During these four years Machiavelli was kept hard at work. He went on various missions. He was given the difficult task of constituting a militia so that Florence should not be altogether dependent on mercenaries and when not otherwise occupied had handled the affairs of the Second Chancery. His digestion had always been poor and the journeys on horseback through the heat of summer, in the cold, wind, rain and snow of winter, the extreme discomfort of the inns, the poor food at irregular hours had exhausted him, and in February—February of the year of Our Lord fifteen hundred and seven—he fell seriously ill. He was bled and purged and took his favourite remedy, a pill of his own concoction, which to his mind was a specific for every human ailment. He was convinced that it was to this, rather than to the doctors, that he owed his recovery, but his illness and its treatment had left him so weak that the Signory granted him a month’s leave of absence. He went down to his farm at San Casciano, which was some three miles from Florence, and there quickly regained his health.
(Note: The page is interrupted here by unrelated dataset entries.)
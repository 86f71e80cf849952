use serde::Serialize;
use shared::{
    domain::{Category, WizardStep},
    error::{ErrorCode, ErrorReport},
    protocol::{PredictionResult, TrainingStatus},
};
use thiserror::Error;

use crate::registry::{self, FormValues};

#[derive(Debug, Clone, PartialEq, Serialize)]
pub struct WizardState {
    step: WizardStep,
    category: Option<Category>,
    values: FormValues,
    revision: u64,
    last_result: Option<PredictionResult>,
}

impl Default for WizardState {
    fn default() -> Self {
        Self::new()
    }
}

impl WizardState {
    pub fn new() -> Self {
        Self {
            step: WizardStep::SelectCategory,
            category: None,
            values: FormValues::new(),
            revision: 0,
            last_result: None,
        }
    }

    pub fn step(&self) -> WizardStep {
        self.step
    }

    pub fn category(&self) -> Option<Category> {
        self.category
    }

    pub fn values(&self) -> &FormValues {
        &self.values
    }

    pub fn revision(&self) -> u64 {
        self.revision
    }

    pub fn last_result(&self) -> Option<&PredictionResult> {
        self.last_result.as_ref()
    }
}

#[derive(Debug, Clone, PartialEq)]
pub enum WizardEvent {
    ChooseCategory(Category),
    EditField { key: String, value: String },
    ResultComputed {
        revision: u64,
        result: PredictionResult,
    },
    GoBack,
}

impl WizardEvent {
    pub fn edit(key: impl Into<String>, value: impl Into<String>) -> Self {
        WizardEvent::EditField {
            key: key.into(),
            value: value.into(),
        }
    }

    fn name(&self) -> &'static str {
        match self {
            WizardEvent::ChooseCategory(_) => "choose_category",
            WizardEvent::EditField { .. } => "edit_field",
            WizardEvent::ResultComputed { .. } => "show_result",
            WizardEvent::GoBack => "go_back",
        }
    }
}

#[derive(Debug, Clone, PartialEq, Error)]
pub enum WizardError {
    #[error("cannot {action} while on step {}", .step.number())]
    InvalidTransition {
        step: WizardStep,
        action: &'static str,
    },
    #[error("model for {category} is not ready ({status:?})")]
    NotReady {
        category: Category,
        status: TrainingStatus,
    },
    #[error("'{key}' is not a {category} field")]
    UnknownField { category: Category, key: String },
    #[error("result computed for revision {computed} but form is at revision {current}")]
    StaleResult { computed: u64, current: u64 },
    #[error("no category has been chosen")]
    NoCategory,
}

impl WizardError {
    pub fn code(&self) -> ErrorCode {
        match self {
            WizardError::InvalidTransition { .. } | WizardError::NoCategory => {
                ErrorCode::InvalidTransition
            }
            WizardError::NotReady { .. } => ErrorCode::NotReady,
            WizardError::UnknownField { .. } => ErrorCode::Validation,
            WizardError::StaleResult { .. } => ErrorCode::Stale,
        }
    }
}

impl From<WizardError> for ErrorReport {
    fn from(value: WizardError) -> Self {
        ErrorReport::new(value.code(), value.to_string())
    }
}

#[derive(Debug, Clone, PartialEq)]
pub struct SubmitTicket {
    pub category: Category,
    pub revision: u64,
    pub values: FormValues,
}

fn invalid(state: &WizardState, event: &WizardEvent) -> WizardError {
    WizardError::InvalidTransition {
        step: state.step,
        action: event.name(),
    }
}

pub fn reduce(state: &WizardState, event: WizardEvent) -> Result<WizardState, WizardError> {
    match (state.step, &event) {
        (WizardStep::SelectCategory, WizardEvent::ChooseCategory(category)) => Ok(WizardState {
            step: WizardStep::EnterData,
            category: Some(*category),
            values: FormValues::new(),
            revision: state.revision + 1,
            last_result: None,
        }),
        // Replaying the selection that got us here changes nothing.
        (WizardStep::EnterData, WizardEvent::ChooseCategory(category))
            if state.category == Some(*category) =>
        {
            Ok(state.clone())
        }
        (WizardStep::EnterData | WizardStep::ShowResult, WizardEvent::EditField { key, value }) => {
            let category = state.category.ok_or(WizardError::NoCategory)?;
            if registry::field(category, key).is_none() {
                return Err(WizardError::UnknownField {
                    category,
                    key: key.clone(),
                });
            }
            let mut next = state.clone();
            if next.values.set(key.as_str(), value.as_str()) {
                next.revision += 1;
            }
            next.last_result = None;
            Ok(next)
        }
        (WizardStep::EnterData, WizardEvent::ResultComputed { revision, result }) => {
            if *revision != state.revision {
                return Err(WizardError::StaleResult {
                    computed: *revision,
                    current: state.revision,
                });
            }
            let mut next = state.clone();
            next.step = WizardStep::ShowResult;
            next.last_result = Some(result.clone());
            Ok(next)
        }
        (WizardStep::EnterData, WizardEvent::GoBack) => Ok(WizardState {
            step: WizardStep::SelectCategory,
            category: None,
            values: FormValues::new(),
            revision: state.revision + 1,
            last_result: None,
        }),
        (WizardStep::ShowResult, WizardEvent::GoBack) => {
            let mut next = state.clone();
            next.step = WizardStep::EnterData;
            next.last_result = None;
            Ok(next)
        }
        _ => Err(invalid(state, &event)),
    }
}

pub fn submit_ticket(
    state: &WizardState,
    status: &TrainingStatus,
) -> Result<SubmitTicket, WizardError> {
    if state.step != WizardStep::EnterData {
        return Err(WizardError::InvalidTransition {
            step: state.step,
            action: "submit",
        });
    }
    let category = state.category.ok_or(WizardError::NoCategory)?;
    if !status.is_ready() {
        return Err(WizardError::NotReady {
            category,
            status: status.clone(),
        });
    }
    Ok(SubmitTicket {
        category,
        revision: state.revision,
        values: state.values.clone(),
    })
}

#[cfg(test)]
#[path = "tests/wizard_tests.rs"]
mod tests;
Spring had come early that year and the countryside, with the trees bursting into leaf, the wild flowers, the fresh green of the grass, the rich growth of wheat, was a joy to the eye. To Machiavelli the Tuscan scene had a friendly, intimate delight that appealed to the mind rather than to the senses. It had none of the sublimity of the Alps, nor the grandeur of the sea; it was a patch of the earth’s surface, classical without severity, lightly gay and elegant, for men to live on who loved wit and intelligent argument, pretty women and good cheer. It reminded you not of the splendid solemn music of Dante, but rather of the light–hearted strains of Lorenzo de’ Medici.
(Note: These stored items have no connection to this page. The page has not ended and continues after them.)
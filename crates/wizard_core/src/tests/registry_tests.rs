use super::*;

fn heart_values() -> FormValues {
    [
        ("age", "54"),
        ("gender", "female"),
        ("weight", "72"),
        ("height", "165"),
        ("systolicBP", "128"),
        ("diastolicBP", "84"),
        ("totalCholesterol", "190"),
        ("hdlCholesterol", "55"),
        ("ldlCholesterol", "110"),
        ("restingHeartRate", "68"),
    ]
    .into_iter()
    .collect()
}

#[test]
fn common_fields_come_first_for_every_category() {
    for category in Category::ALL {
        let fields = fields_for(category);
        let keys: Vec<_> = fields.iter().map(|spec| spec.key).collect();
        assert_eq!(&keys[..4], &["age", "gender", "weight", "height"]);

        let mut deduped = keys.clone();
        deduped.sort_unstable();
        deduped.dedup();
        assert_eq!(deduped.len(), keys.len(), "duplicate keys for {category}");

        assert_eq!(fields_for(category), fields, "order must be stable");
    }
}

#[test]
fn category_specific_fields_follow_in_declaration_order() {
    let keys: Vec<_> = fields_for(Category::Diabetes)
        .iter()
        .map(|spec| spec.key)
        .collect();
    assert_eq!(
        &keys[4..],
        &["fastingBloodSugar", "hba1c", "randomBloodSugar"]
    );

    let liver = fields_for(Category::Liver);
    assert_eq!(liver.len(), 9);
    assert_eq!(liver.last().map(|spec| spec.key), Some("alcoholConsumption"));
}

#[test]
fn feature_vector_arity_is_fixed_per_category() {
    assert_eq!(arity(Category::Heart), 8);
    assert_eq!(arity(Category::Diabetes), 5);
    assert_eq!(arity(Category::Liver), 6);

    for category in Category::ALL {
        assert_eq!(
            to_feature_vector(category, &FormValues::new()).len(),
            arity(category)
        );
    }
}

#[test]
fn in_range_heart_values_encode_without_zero_coercion() {
    let values = heart_values();
    let features = to_feature_vector(Category::Heart, &values);

    assert_eq!(features.len(), 8);
    assert!(features.iter().all(|value| *value != 0.0));
    assert_eq!(features[0], 54.0);
    assert_eq!(&features[2..], &[128.0, 84.0, 190.0, 55.0, 110.0, 68.0]);
    assert!(out_of_range(Category::Heart, &values).is_empty());
}

#[test]
fn in_range_diabetes_values_encode_without_zero_coercion() {
    let values: FormValues = [
        ("age", "47"),
        ("weight", "90"),
        ("height", "180"),
        ("fastingBloodSugar", "132"),
        ("hba1c", "6.8"),
        ("randomBloodSugar", "210"),
    ]
    .into_iter()
    .collect();
    let features = to_feature_vector(Category::Diabetes, &values);

    assert_eq!(features.len(), arity(Category::Diabetes));
    assert!(features.iter().all(|value| *value != 0.0));
    assert!((features[1] - 90.0 / 3.24).abs() < 1e-9);
    assert_eq!(&features[2..], &[132.0, 6.8, 210.0]);
    assert!(out_of_range(Category::Diabetes, &values).is_empty());
}

#[test]
fn in_range_liver_values_encode_without_zero_coercion() {
    let values: FormValues = [
        ("age", "61"),
        ("gender", "male"),
        ("weight", "78"),
        ("height", "172"),
        ("alt", "64"),
        ("ast", "45"),
        ("albumin", "3.9"),
        ("bilirubin", "1.1"),
        ("alcoholConsumption", "14"),
    ]
    .into_iter()
    .collect();
    let features = to_feature_vector(Category::Liver, &values);

    assert_eq!(features.len(), arity(Category::Liver));
    assert!(features.iter().all(|value| *value != 0.0));
    assert_eq!(features[0], 61.0);
    assert_eq!(&features[2..], &[64.0, 45.0, 3.9, 1.1]);
    assert!(out_of_range(Category::Liver, &values).is_empty());
}

#[test]
fn bmi_replaces_weight_and_height_at_index_one() {
    let values: FormValues = [("weight", "80"), ("height", "200")].into_iter().collect();
    let features = to_feature_vector(Category::Diabetes, &values);
    assert!((features[1] - 20.0).abs() < 1e-9);
    assert_eq!(features, vec![0.0, features[1], 0.0, 0.0, 0.0]);
}

#[test]
fn bmi_falls_back_to_zero_when_height_is_missing_or_zero() {
    let missing: FormValues = [("weight", "80")].into_iter().collect();
    assert_eq!(body_mass_index(Category::Heart, &missing), 0.0);

    let zero: FormValues = [("weight", "80"), ("height", "0")].into_iter().collect();
    assert_eq!(body_mass_index(Category::Heart, &zero), 0.0);
}

#[test]
fn empty_and_malformed_values_encode_as_zero() {
    let mut values = heart_values();
    values.set("systolicBP", "");
    values.set("hdlCholesterol", "n/a");

    let first = to_feature_vector(Category::Heart, &values);
    let second = to_feature_vector(Category::Heart, &values);
    assert_eq!(first, second);
    assert_eq!(first[2], 0.0);
    assert_eq!(first[5], 0.0);
    assert_eq!(first[3], 84.0);
}

#[test]
fn integer_fields_read_leading_digits_only() {
    let spec = field(Category::Heart, "systolicBP").expect("field");
    assert_eq!(spec.parse("150abc"), Some(150.0));
    assert_eq!(spec.parse("  12.9"), Some(12.0));
    assert_eq!(spec.parse("-7"), Some(-7.0));
    assert_eq!(spec.parse("abc"), None);
    assert_eq!(spec.parse("-"), None);
}

#[test]
fn decimal_fields_keep_the_fraction() {
    let spec = field(Category::Diabetes, "hba1c").expect("field");
    assert_eq!(spec.parse("6.7%"), Some(6.7));
    assert_eq!(spec.parse(".5"), Some(0.5));
    assert_eq!(spec.parse("7."), Some(7.0));
    assert_eq!(spec.parse(""), None);
}

#[test]
fn decimal_fields_read_exponents_and_integer_fields_stop_at_them() {
    let decimal = field(Category::Liver, "bilirubin").expect("field");
    assert_eq!(decimal.parse("1e3"), Some(1000.0));
    assert_eq!(decimal.parse("2.5E-1"), Some(0.25));
    assert_eq!(decimal.parse("1.5e+2 mg"), Some(150.0));
    assert_eq!(decimal.parse("1e"), Some(1.0));
    assert_eq!(decimal.parse("1e+x"), Some(1.0));
    assert_eq!(decimal.parse("e3"), None);

    let integer = field(Category::Liver, "alt").expect("field");
    assert_eq!(integer.parse("1e3"), Some(1.0));
}

#[test]
fn choice_fields_have_no_numeric_value() {
    let spec = field(Category::Liver, "gender").expect("field");
    assert_eq!(spec.kind, FieldKind::Choice(GENDER_OPTIONS));
    assert_eq!(spec.parse("male"), None);
    assert!(!spec.required);
}

#[test]
fn fields_from_other_categories_are_not_visible() {
    assert!(field(Category::Heart, "alt").is_none());
    assert!(field(Category::Liver, "alt").is_some());
    let values: FormValues = [("alt", "80")].into_iter().collect();
    assert_eq!(numeric_value(Category::Heart, &values, "alt"), None);
}

#[test]
fn out_of_range_reports_parsable_values_only() {
    let values: FormValues = [("age", "130"), ("weight", "heavy"), ("alt", "5")]
        .into_iter()
        .collect();
    assert_eq!(out_of_range(Category::Liver, &values), vec!["age", "alt"]);
}

#[test]
fn form_values_set_reports_changes() {
    let mut values = FormValues::new();
    assert!(values.set("age", "40"));
    assert!(!values.set("age", "40"));
    assert!(values.set("age", "41"));
    assert_eq!(values.get("age"), Some("41"));
    assert_eq!(values.len(), 1);
}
One March morning Machiavelli, up with the sun, went to a grove on his small estate that he was having cut. He lingered there, looking over the previous day’s work, and talked with the woodsmen; then he went to a spring and sat himself down on the bank with a book he had brought in his pocket. It was an Ovid, and with a smile on his thin lips he read the amiable and lively verses in which the poet described his amours and, remembering his own, thought of them for a while with pleasure.
“How much better it is to sin and repent,” he murmured, “than to repent for not having sinned!”
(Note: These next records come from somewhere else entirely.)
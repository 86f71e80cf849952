use serde::{Deserialize, Serialize};
use thiserror::Error;

use crate::domain::Category;

#[derive(Debug, Clone, Copy, PartialEq, Eq, Serialize, Deserialize)]
#[serde(rename_all = "snake_case")]
pub enum ErrorCode {
    InvalidTransition,
    NotReady,
    Validation,
    Stale,
    TrainingFailed,
    InvariantViolation,
}

#[derive(Debug, Clone, PartialEq, Eq, Serialize, Deserialize)]
pub struct ErrorReport {
    pub code: ErrorCode,
    pub message: String,
}

impl ErrorReport {
    pub fn new(code: ErrorCode, message: impl Into<String>) -> Self {
        Self {
            code,
            message: message.into(),
        }
    }
}

#[derive(Debug, Clone, PartialEq, Eq, Error, Serialize, Deserialize)]
pub enum TrainingError {
    #[error("model fitting failed for {category}: {reason}")]
    Fit { category: Category, reason: String },
    #[error("training run for {category} aborted: {reason}")]
    Aborted { category: Category, reason: String },
}

impl TrainingError {
    pub fn fit(category: Category, reason: impl Into<String>) -> Self {
        Self::Fit {
            category,
            reason: reason.into(),
        }
    }

    pub fn category(&self) -> Category {
        match self {
            TrainingError::Fit { category, .. }
            | TrainingError::Aborted { category, .. } => *category,
        }
    }
}

impl From<TrainingError> for ErrorReport {
    fn from(value: TrainingError) -> Self {
        ErrorReport::new(ErrorCode::TrainingFailed, value.to_string())
    }
}

#[derive(Debug, Clone, PartialEq, Error)]
pub enum PredictionError {
    #[error("feature vector has {actual} values but the model expects {expected}")]
    ArityMismatch { expected: usize, actual: usize },
    #[error("model trained for {trained} cannot score {requested} input")]
    CategoryMismatch {
        trained: Category,
        requested: Category,
    },
    #[error("model handle was not produced by this predictor")]
    ForeignHandle,
    #[error("model produced a non-finite score")]
    NonFinite,
}

impl From<PredictionError> for ErrorReport {
    fn from(value: PredictionError) -> Self {
        ErrorReport::new(ErrorCode::InvariantViolation, value.to_string())
    }
}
Then he strolled down the road to the inn and chatted with the passers–by. For he was a sociable creature and if he could not have good company was willing to put up with poor. When his hunger told him that it must be getting on towards dinnertime he sauntered home and sat down with his wife and the children to the modest fare his farm provided. After dinner he went back to the inn. The innkeeper was there, the butcher, the miller and the blacksmith. He sat down to play a game of cards with them, a noisy, quarrelsome game, and they flew into a passion over a penny, shouted at one another, flung insults across the table and shook their fists in one another’s face. Machiavelli shouted and shook his fist with the best of them. Evening drew near and he returned to his house. Marietta, pregnant for the third time, was about to give the two little boys their supper.
“I thought you were never coming,” said she.
“We were playing cards.”
“Who with?”
“The usual lot, the miller, the butcher.”
“Riff–raff.”
“They keep my wits from growing mouldy, and when all’s said and done they’re no stupider than ministers of state and on the whole not more rascally.”